### WORK ITEM
What is needed here is an exact copy of all the entries below.

(Saved data entries)
####

use chrono::{DateTime, Utc};
use der::Decode;
use der::asn1::{ObjectIdentifier, Uint};
use tracing::debug;
use x509_cert::ext::pkix::crl::FreshestCrl;
use x509_cert::ext::pkix::crl::dp::IssuingDistributionPoint;
use x509_cert::ext::pkix::name::{DistributionPointName, GeneralName};
use x509_parser::prelude::*;

use crate::asn1::oid;
use crate::crypto::CaSigningKey;

use super::errors::{CrlError, CrlResult};
use super::types::CrlDescriptor;

/// Fields read back from a DER encoded CRL
#[derive(Debug, Clone, PartialEq, Eq)]
pub struct CrlInfo {
    pub issuer: String,
    pub crl_number: Option<u64>,
    /// Value of the Delta CRL Indicator
    pub base_crl_number: Option<u64>,
    pub this_update: DateTime<Utc>,
    pub next_update: Option<DateTime<Utc>>,
    pub revoked_serials: Vec<Vec<u8>>,
    pub issuing_distribution_point: Vec<String>,
    pub issuing_distribution_point_critical: bool,
    pub freshest_crl: Vec<String>,
    tbs_der: Vec<u8>,
    signature: Vec<u8>,
}

impl CrlInfo {
    /// Parse a CRL from DER data
    pub fn from_der(der_data: &[u8]) -> CrlResult<Self> {
        let (_, crl) =
            CertificateRevocationList::from_der(der_data).map_err(|e| CrlError::Parse(e.into()))?;

        let mut info = Self {
            issuer: crl.issuer().to_string(),
            crl_number: crl.crl_number().map(|n| be_bytes_to_u64(&n.to_bytes_be())),
            base_crl_number: None,
            this_update: to_utc(crl.last_update())?,
            next_update: crl.next_update().map(to_utc).transpose()?,
            revoked_serials: crl
                .tbs_cert_list
                .revoked_certificates
                .iter()
                .map(|revoked| revoked.user_certificate.to_bytes_be())
                .collect(),
            issuing_distribution_point: Vec::new(),
            issuing_distribution_point_critical: false,
            freshest_crl: Vec::new(),
            tbs_der: crl.tbs_cert_list.as_ref().to_vec(),
            signature: crl.signature_value.data.to_vec(),
        };

        for ext in crl.extensions() {
            if is_oid(ext, oid::DELTA_CRL_INDICATOR) {
                let base = Uint::from_der(ext.value)?;
                info.base_crl_number = Some(be_bytes_to_u64(base.as_bytes()));
            } else if is_oid(ext, oid::ISSUING_DISTRIBUTION_POINT) {
                let idp = IssuingDistributionPoint::from_der(ext.value)?;
                info.issuing_distribution_point = idp
                    .distribution_point
                    .as_ref()
                    .map(uris)
                    .unwrap_or_default();
                info.issuing_distribution_point_critical = ext.critical;
            } else if is_oid(ext, oid::FRESHEST_CRL) {
                let freshest = FreshestCrl::from_der(ext.value)?;
                info.freshest_crl = freshest
                    .0
                    .iter()
                    .filter_map(|dp| dp.distribution_point.as_ref())
                    .flat_map(uris)
                    .collect();
            }
        }

        debug!(
            "Parsed CRL #{:?} from {} with {} entries",
            info.crl_number,
            info.issuer,
            info.revoked_serials.len()
        );
        Ok(info)
    }

    pub fn is_delta(&self) -> bool {
        self.base_crl_number.is_some()
    }

    /// Whether the encoded numbering agrees with a stored descriptor
    pub fn matches(&self, descriptor: &CrlDescriptor) -> bool {
        self.crl_number == Some(descriptor.crl_number)
            && self.base_crl_number == descriptor.base_crl_number
            && self.is_delta() == descriptor.is_delta
    }

    /// Verify the CRL signature with the issuing CA key
    pub fn verify_signature(&self, key: &CaSigningKey) -> CrlResult<bool> {
        key.verify(&self.tbs_der, &self.signature).map_err(|e| {
            debug!("CRL signature check failed: {}", e);
            CrlError::Parse(X509Error::SignatureVerificationError)
        })
    }
}

fn is_oid(ext: &X509Extension<'_>, expected: ObjectIdentifier) -> bool {
    ext.oid.as_bytes() == expected.as_bytes()
}

fn uris(name: &DistributionPointName) -> Vec<String> {
    match name {
        DistributionPointName::FullName(names) => names
            .iter()
            .filter_map(|name| match name {
                GeneralName::UniformResourceIdentifier(uri) => Some(uri.to_string()),
                _ => None,
            })
            .collect(),
        DistributionPointName::NameRelativeToCRLIssuer(_) => Vec::new(),
    }
}

fn to_utc(time: ASN1Time) -> CrlResult<DateTime<Utc>> {
    DateTime::from_timestamp(time.timestamp(), 0)
        .ok_or(CrlError::Parse(X509Error::InvalidDate))
}

/// Interpret big-endian bytes as an unsigned integer, keeping the low 64 bits
fn be_bytes_to_u64(bytes: &[u8]) -> u64 {
    bytes
        .iter()
        .fold(0u64, |acc, &b| acc.wrapping_shl(8) | u64::from(b))
}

####

### COMPLETED TASK
use chrono::{DateTime, Utc};
use der::Decode;
use der::asn1::{ObjectIdentifier, Uint};
use tracing::debug;
use x509_cert::ext::pkix::crl::FreshestCrl;
use x509_cert::ext::pkix::crl::dp::IssuingDistributionPoint;
use x509_cert::ext::pkix::name::{DistributionPointName, GeneralName};
use x509_parser::prelude::*;

use crate::asn1::oid;
use crate::crypto::CaSigningKey;

use super::errors::{CrlError, CrlResult};
use super::types::CrlDescriptor;

/// Fields read back from a DER encoded CRL
#[derive(Debug, Clone, PartialEq, Eq)]
pub struct CrlInfo {
    pub issuer: String,
    pub crl_number: Option<u64>,
    /// Value of the Delta CRL Indicator
    pub base_crl_number: Option<u64>,
    pub this_update: DateTime<Utc>,
    pub next_update: Option<DateTime<Utc>>,
    pub revoked_serials: Vec<Vec<u8>>,
    pub issuing_distribution_point: Vec<String>,
    pub issuing_distribution_point_critical: bool,
    pub freshest_crl: Vec<String>,
    tbs_der: Vec<u8>,
    signature: Vec<u8>,
}

impl CrlInfo {
    /// Parse a CRL from DER data
    pub fn from_der(der_data: &[u8]) -> CrlResult<Self> {
        let (_, crl) =
            CertificateRevocationList::from_der(der_data).map_err(|e| CrlError::Parse(e.into()))?;

        let mut info = Self {
            issuer: crl.issuer().to_string(),
            crl_number: crl.crl_number().map(|n| be_bytes_to_u64(&n.to_bytes_be())),
            base_crl_number: None,
            this_update: to_utc(crl.last_update())?,
            next_update: crl.next_update().map(to_utc).transpose()?,
            revoked_serials: crl
                .tbs_cert_list
                .revoked_certificates
                .iter()
                .map(|revoked| revoked.user_certificate.to_bytes_be())
                .collect(),
            issuing_distribution_point: Vec::new(),
            issuing_distribution_point_critical: false,
            freshest_crl: Vec::new(),
            tbs_der: crl.tbs_cert_list.as_ref().to_vec(),
            signature: crl.signature_value.data.to_vec(),
        };

        for ext in crl.extensions() {
            if is_oid(ext, oid::DELTA_CRL_INDICATOR) {
                let base = Uint::from_der(ext.value)?;
                info.base_crl_number = Some(be_bytes_to_u64(base.as_bytes()));
            } else if is_oid(ext, oid::ISSUING_DISTRIBUTION_POINT) {
                let idp = IssuingDistributionPoint::from_der(ext.value)?;
                info.issuing_distribution_point = idp
                    .distribution_point
                    .as_ref()
                    .map(uris)
                    .unwrap_or_default();
                info.issuing_distribution_point_critical = ext.critical;
            } else if is_oid(ext, oid::FRESHEST_CRL) {
                let freshest = FreshestCrl::from_der(ext.value)?;
                info.freshest_crl = freshest
                    .0
                    .iter()
                    .filter_map(|dp| dp.distribution_point.as_ref())
                    .flat_map(uris)
                    .collect();
            }
        }

        debug!(
            "Parsed CRL #{:?} from {} with {} entries",
            info.crl_number,
            info.issuer,
            info.revoked_serials.len()
        );
        Ok(info)
    }

    pub fn is_delta(&self) -> bool {
        self.base_crl_number.is_some()
    }

    /// Whether the encoded numbering agrees with a stored descriptor
    pub fn matches(&self, descriptor: &CrlDescriptor) -> bool {
        self.crl_number == Some(descriptor.crl_number)
            && self.base_crl_number == descriptor.base_crl_number
            && self.is_delta() == descriptor.is_delta
    }

    /// Verify the CRL signature with the issuing CA key
    pub fn verify_signature(&self, key: &CaSigningKey) -> CrlResult<bool> {
        key.verify(&self.tbs_der, &self.signature).map_err(|e| {
            debug!("CRL signature check failed: {}", e);
            CrlError::Parse(X509Error::SignatureVerificationError)
        })
    }
}

fn is_oid(ext: &X509Extension<'_>, expected: ObjectIdentifier) -> bool {
    ext.oid.as_bytes() == expected.as_bytes()
}

fn uris(name: &DistributionPointName) -> Vec<String> {
    match name {
        DistributionPointName::FullName(names) => names
            .iter()
            .filter_map(|name| match name {
                GeneralName::UniformResourceIdentifier(uri) => Some(uri.to_string()),
                _ => None,
            })
            .collect(),
        DistributionPointName::NameRelativeToCRLIssuer(_) => Vec::new(),
    }
}

fn to_utc(time: ASN1Time) -> CrlResult<DateTime<Utc>> {
    DateTime::from_timestamp(time.timestamp(), 0)
        .ok_or(CrlError::Parse(X509Error::InvalidDate))
}

/// Interpret big-endian bytes as an unsigned integer, keeping the low 64 bits
fn be_bytes_to_u64(bytes: &[u8]) -> u64 {
    bytes
        .iter()
        .fold(0u64, |acc, &b| acc.wrapping_shl(8) | u64::from(b))
}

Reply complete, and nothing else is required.